● **Your assignment**: How many lines in the data that follows contain the word "crates"? Only that number is needed.

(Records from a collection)
######
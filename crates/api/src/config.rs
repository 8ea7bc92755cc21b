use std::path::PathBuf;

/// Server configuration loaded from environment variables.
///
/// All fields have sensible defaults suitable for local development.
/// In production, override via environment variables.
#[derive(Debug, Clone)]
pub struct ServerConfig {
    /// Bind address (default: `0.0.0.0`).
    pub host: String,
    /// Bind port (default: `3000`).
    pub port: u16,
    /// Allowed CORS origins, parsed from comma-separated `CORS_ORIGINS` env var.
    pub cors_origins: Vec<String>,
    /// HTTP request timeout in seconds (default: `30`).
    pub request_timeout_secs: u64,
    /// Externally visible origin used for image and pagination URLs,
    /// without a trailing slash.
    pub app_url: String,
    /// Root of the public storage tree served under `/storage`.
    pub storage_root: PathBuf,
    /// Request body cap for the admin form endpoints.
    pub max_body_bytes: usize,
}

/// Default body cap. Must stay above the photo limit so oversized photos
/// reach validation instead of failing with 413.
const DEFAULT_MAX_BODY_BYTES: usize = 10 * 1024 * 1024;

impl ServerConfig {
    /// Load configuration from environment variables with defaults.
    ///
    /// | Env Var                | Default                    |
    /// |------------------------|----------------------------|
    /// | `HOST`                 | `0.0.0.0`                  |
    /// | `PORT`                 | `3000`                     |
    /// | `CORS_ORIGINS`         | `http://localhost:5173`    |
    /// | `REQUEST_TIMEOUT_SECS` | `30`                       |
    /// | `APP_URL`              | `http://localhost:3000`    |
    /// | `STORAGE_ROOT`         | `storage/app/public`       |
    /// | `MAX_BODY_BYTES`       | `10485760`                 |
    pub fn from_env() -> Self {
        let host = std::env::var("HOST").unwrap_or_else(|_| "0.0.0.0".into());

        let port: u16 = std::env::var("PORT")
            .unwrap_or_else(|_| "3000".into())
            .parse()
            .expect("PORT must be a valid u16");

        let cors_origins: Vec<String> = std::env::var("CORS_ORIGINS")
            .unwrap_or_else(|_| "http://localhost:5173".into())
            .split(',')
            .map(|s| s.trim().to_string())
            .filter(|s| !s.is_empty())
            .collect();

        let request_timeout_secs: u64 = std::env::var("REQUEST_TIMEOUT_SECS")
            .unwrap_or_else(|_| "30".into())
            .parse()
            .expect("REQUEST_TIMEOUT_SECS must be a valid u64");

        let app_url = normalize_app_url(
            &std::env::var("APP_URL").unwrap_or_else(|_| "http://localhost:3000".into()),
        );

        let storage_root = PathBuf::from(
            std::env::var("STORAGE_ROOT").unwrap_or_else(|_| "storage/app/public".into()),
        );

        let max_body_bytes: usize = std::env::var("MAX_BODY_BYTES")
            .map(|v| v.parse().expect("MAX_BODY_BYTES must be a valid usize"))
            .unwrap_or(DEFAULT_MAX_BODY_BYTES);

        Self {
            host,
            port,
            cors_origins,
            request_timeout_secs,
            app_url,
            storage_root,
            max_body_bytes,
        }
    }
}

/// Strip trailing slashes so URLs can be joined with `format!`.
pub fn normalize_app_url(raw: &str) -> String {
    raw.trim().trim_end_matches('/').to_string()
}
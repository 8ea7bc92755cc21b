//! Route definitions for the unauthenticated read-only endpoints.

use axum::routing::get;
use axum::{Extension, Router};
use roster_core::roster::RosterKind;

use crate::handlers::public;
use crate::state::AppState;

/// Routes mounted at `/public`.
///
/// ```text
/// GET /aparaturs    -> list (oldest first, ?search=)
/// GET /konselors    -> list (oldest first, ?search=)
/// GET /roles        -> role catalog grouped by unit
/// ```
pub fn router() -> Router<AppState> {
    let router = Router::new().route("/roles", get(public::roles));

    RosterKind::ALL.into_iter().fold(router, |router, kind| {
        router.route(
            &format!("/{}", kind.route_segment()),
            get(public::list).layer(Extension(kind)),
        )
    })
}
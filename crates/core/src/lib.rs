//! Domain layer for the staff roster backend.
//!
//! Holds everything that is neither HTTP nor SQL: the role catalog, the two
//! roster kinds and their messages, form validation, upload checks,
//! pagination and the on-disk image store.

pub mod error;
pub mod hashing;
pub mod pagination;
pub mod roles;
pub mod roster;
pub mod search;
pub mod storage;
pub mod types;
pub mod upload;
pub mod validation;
######
● **Solved problem**: 2